» **Your instructions**: Print the complete listing so that it matches the original exactly.

----

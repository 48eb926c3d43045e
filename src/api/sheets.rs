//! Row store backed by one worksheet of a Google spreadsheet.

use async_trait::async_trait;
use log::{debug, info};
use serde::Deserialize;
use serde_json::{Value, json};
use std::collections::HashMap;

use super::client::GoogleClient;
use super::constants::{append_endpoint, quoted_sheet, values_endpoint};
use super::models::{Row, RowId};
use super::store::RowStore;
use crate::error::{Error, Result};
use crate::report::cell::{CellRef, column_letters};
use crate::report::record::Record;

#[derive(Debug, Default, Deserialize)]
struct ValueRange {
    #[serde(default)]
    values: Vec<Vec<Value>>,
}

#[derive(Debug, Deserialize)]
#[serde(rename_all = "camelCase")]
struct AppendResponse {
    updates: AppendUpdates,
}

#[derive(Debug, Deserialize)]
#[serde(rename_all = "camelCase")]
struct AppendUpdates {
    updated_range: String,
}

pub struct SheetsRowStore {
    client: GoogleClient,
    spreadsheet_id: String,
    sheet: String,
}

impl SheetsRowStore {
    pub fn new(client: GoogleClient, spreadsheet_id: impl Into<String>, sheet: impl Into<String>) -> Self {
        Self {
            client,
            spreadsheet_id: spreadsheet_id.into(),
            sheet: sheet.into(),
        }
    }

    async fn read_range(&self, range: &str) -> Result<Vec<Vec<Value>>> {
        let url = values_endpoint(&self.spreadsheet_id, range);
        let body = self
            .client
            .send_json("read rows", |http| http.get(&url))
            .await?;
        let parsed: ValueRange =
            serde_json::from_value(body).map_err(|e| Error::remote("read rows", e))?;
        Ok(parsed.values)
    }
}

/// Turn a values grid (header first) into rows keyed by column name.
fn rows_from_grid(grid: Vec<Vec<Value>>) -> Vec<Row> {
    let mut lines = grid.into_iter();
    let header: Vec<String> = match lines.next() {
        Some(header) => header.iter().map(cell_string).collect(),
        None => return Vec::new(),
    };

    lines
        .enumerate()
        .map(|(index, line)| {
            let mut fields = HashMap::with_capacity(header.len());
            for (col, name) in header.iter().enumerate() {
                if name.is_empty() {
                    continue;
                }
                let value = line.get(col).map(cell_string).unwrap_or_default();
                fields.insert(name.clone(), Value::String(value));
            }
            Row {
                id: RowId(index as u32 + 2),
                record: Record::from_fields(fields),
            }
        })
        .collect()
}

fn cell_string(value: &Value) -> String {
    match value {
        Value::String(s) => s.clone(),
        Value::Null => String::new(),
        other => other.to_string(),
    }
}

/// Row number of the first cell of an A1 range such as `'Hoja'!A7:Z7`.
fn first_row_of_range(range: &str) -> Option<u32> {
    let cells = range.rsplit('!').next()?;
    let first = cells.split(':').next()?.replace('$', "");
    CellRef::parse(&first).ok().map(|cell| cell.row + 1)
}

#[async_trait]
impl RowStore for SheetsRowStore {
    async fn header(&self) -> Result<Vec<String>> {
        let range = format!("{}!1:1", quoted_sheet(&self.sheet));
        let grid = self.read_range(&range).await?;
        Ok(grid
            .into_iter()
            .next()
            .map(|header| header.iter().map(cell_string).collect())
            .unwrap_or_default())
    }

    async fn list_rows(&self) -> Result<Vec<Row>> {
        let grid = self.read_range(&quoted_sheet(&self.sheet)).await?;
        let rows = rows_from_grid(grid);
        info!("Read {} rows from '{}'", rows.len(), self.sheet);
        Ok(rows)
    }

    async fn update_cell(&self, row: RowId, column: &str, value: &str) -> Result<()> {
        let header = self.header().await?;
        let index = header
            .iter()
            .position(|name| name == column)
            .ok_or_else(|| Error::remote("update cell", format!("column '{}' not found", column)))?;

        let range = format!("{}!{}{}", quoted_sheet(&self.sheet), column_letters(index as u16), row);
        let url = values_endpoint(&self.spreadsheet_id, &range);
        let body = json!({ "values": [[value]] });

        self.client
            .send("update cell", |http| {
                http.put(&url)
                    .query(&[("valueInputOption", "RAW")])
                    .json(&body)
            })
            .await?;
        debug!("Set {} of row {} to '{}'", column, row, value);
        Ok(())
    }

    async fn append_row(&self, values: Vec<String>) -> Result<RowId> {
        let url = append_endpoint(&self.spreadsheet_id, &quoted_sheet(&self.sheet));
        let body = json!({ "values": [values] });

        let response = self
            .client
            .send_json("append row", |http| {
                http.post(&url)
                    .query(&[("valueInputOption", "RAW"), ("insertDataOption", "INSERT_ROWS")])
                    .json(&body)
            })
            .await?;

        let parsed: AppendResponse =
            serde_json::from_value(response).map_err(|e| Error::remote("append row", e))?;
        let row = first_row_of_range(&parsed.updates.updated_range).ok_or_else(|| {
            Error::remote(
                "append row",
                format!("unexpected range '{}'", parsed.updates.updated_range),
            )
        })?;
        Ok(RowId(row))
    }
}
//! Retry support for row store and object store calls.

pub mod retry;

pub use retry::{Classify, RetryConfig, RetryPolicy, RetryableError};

----

» **Exercise solution**:
repository 48eb926c3d43045e
filename src/api/sheets.rs
//! Row store backed by one worksheet of a Google spreadsheet.

use async_trait::async_trait;
use log::{debug, info};
use serde::Deserialize;
use serde_json::{Value, json};
use std::collections::HashMap;

use super::client::GoogleClient;
use super::constants::{append_endpoint, quoted_sheet, values_endpoint};
use super::models::{Row, RowId};
use super::store::RowStore;
use crate::error::{Error, Result};
use crate::report::cell::{CellRef, column_letters};
use crate::report::record::Record;

#[derive(Debug, Default, Deserialize)]
struct ValueRange {
    #[serde(default)]
    values: Vec<Vec<Value>>,
}

#[derive(Debug, Deserialize)]
#[serde(rename_all = "camelCase")]
struct AppendResponse {
    updates: AppendUpdates,
}

#[derive(Debug, Deserialize)]
#[serde(rename_all = "camelCase")]
struct AppendUpdates {
    updated_range: String,
}

pub struct SheetsRowStore {
    client: GoogleClient,
    spreadsheet_id: String,
    sheet: String,
}

impl SheetsRowStore {
    pub fn new(client: GoogleClient, spreadsheet_id: impl Into<String>, sheet: impl Into<String>) -> Self {
        Self {
            client,
            spreadsheet_id: spreadsheet_id.into(),
            sheet: sheet.into(),
        }
    }

    async fn read_range(&self, range: &str) -> Result<Vec<Vec<Value>>> {
        let url = values_endpoint(&self.spreadsheet_id, range);
        let body = self
            .client
            .send_json("read rows", |http| http.get(&url))
            .await?;
        let parsed: ValueRange =
            serde_json::from_value(body).map_err(|e| Error::remote("read rows", e))?;
        Ok(parsed.values)
    }
}

/// Turn a values grid (header first) into rows keyed by column name.
fn rows_from_grid(grid: Vec<Vec<Value>>) -> Vec<Row> {
    let mut lines = grid.into_iter();
    let header: Vec<String> = match lines.next() {
        Some(header) => header.iter().map(cell_string).collect(),
        None => return Vec::new(),
    };

    lines
        .enumerate()
        .map(|(index, line)| {
            let mut fields = HashMap::with_capacity(header.len());
            for (col, name) in header.iter().enumerate() {
                if name.is_empty() {
                    continue;
                }
                let value = line.get(col).map(cell_string).unwrap_or_default();
                fields.insert(name.clone(), Value::String(value));
            }
            Row {
                id: RowId(index as u32 + 2),
                record: Record::from_fields(fields),
            }
        })
        .collect()
}

fn cell_string(value: &Value) -> String {
    match value {
        Value::String(s) => s.clone(),
        Value::Null => String::new(),
        other => other.to_string(),
    }
}

/// Row number of the first cell of an A1 range such as `'Hoja'!A7:Z7`.
fn first_row_of_range(range: &str) -> Option<u32> {
    let cells = range.rsplit('!').next()?;
    let first = cells.split(':').next()?.replace('$', "");
    CellRef::parse(&first).ok().map(|cell| cell.row + 1)
}

#[async_trait]
impl RowStore for SheetsRowStore {
    async fn header(&self) -> Result<Vec<String>> {
        let range = format!("{}!1:1", quoted_sheet(&self.sheet));
        let grid = self.read_range(&range).await?;
        Ok(grid
            .into_iter()
            .next()
            .map(|header| header.iter().map(cell_string).collect())
            .unwrap_or_default())
    }

    async fn list_rows(&self) -> Result<Vec<Row>> {
        let grid = self.read_range(&quoted_sheet(&self.sheet)).await?;
        let rows = rows_from_grid(grid);
        info!("Read {} rows from '{}'", rows.len(), self.sheet);
        Ok(rows)
    }

    async fn update_cell(&self, row: RowId, column: &str, value: &str) -> Result<()> {
        let header = self.header().await?;
        let index = header
            .iter()
            .position(|name| name == column)
            .ok_or_else(|| Error::remote("update cell", format!("column '{}' not found", column)))?;

        let range = format!("{}!{}{}", quoted_sheet(&self.sheet), column_letters(index as u16), row);
        let url = values_endpoint(&self.spreadsheet_id, &range);
        let body = json!({ "values": [[value]] });

        self.client
            .send("update cell", |http| {
                http.put(&url)
                    .query(&[("valueInputOption", "RAW")])
                    .json(&body)
            })
            .await?;
        debug!("Set {} of row {} to '{}'", column, row, value);
        Ok(())
    }

    async fn append_row(&self, values: Vec<String>) -> Result<RowId> {
        let url = append_endpoint(&self.spreadsheet_id, &quoted_sheet(&self.sheet));
        let body = json!({ "values": [values] });

        let response = self
            .client
            .send_json("append row", |http| {
                http.post(&url)
                    .query(&[("valueInputOption", "RAW"), ("insertDataOption", "INSERT_ROWS")])
                    .json(&body)
            })
            .await?;

        let parsed: AppendResponse =
            serde_json::from_value(response).map_err(|e| Error::remote("append row", e))?;
        let row = first_row_of_range(&parsed.updates.updated_range).ok_or_else(|| {
            Error::remote(
                "append row",
                format!("unexpected range '{}'", parsed.updates.updated_range),
            )
        })?;
        Ok(RowId(row))
    }
}
//! Retry support for row store and object store calls.

pub mod retry;

pub use retry::{Classify, RetryConfig, RetryPolicy, RetryableError};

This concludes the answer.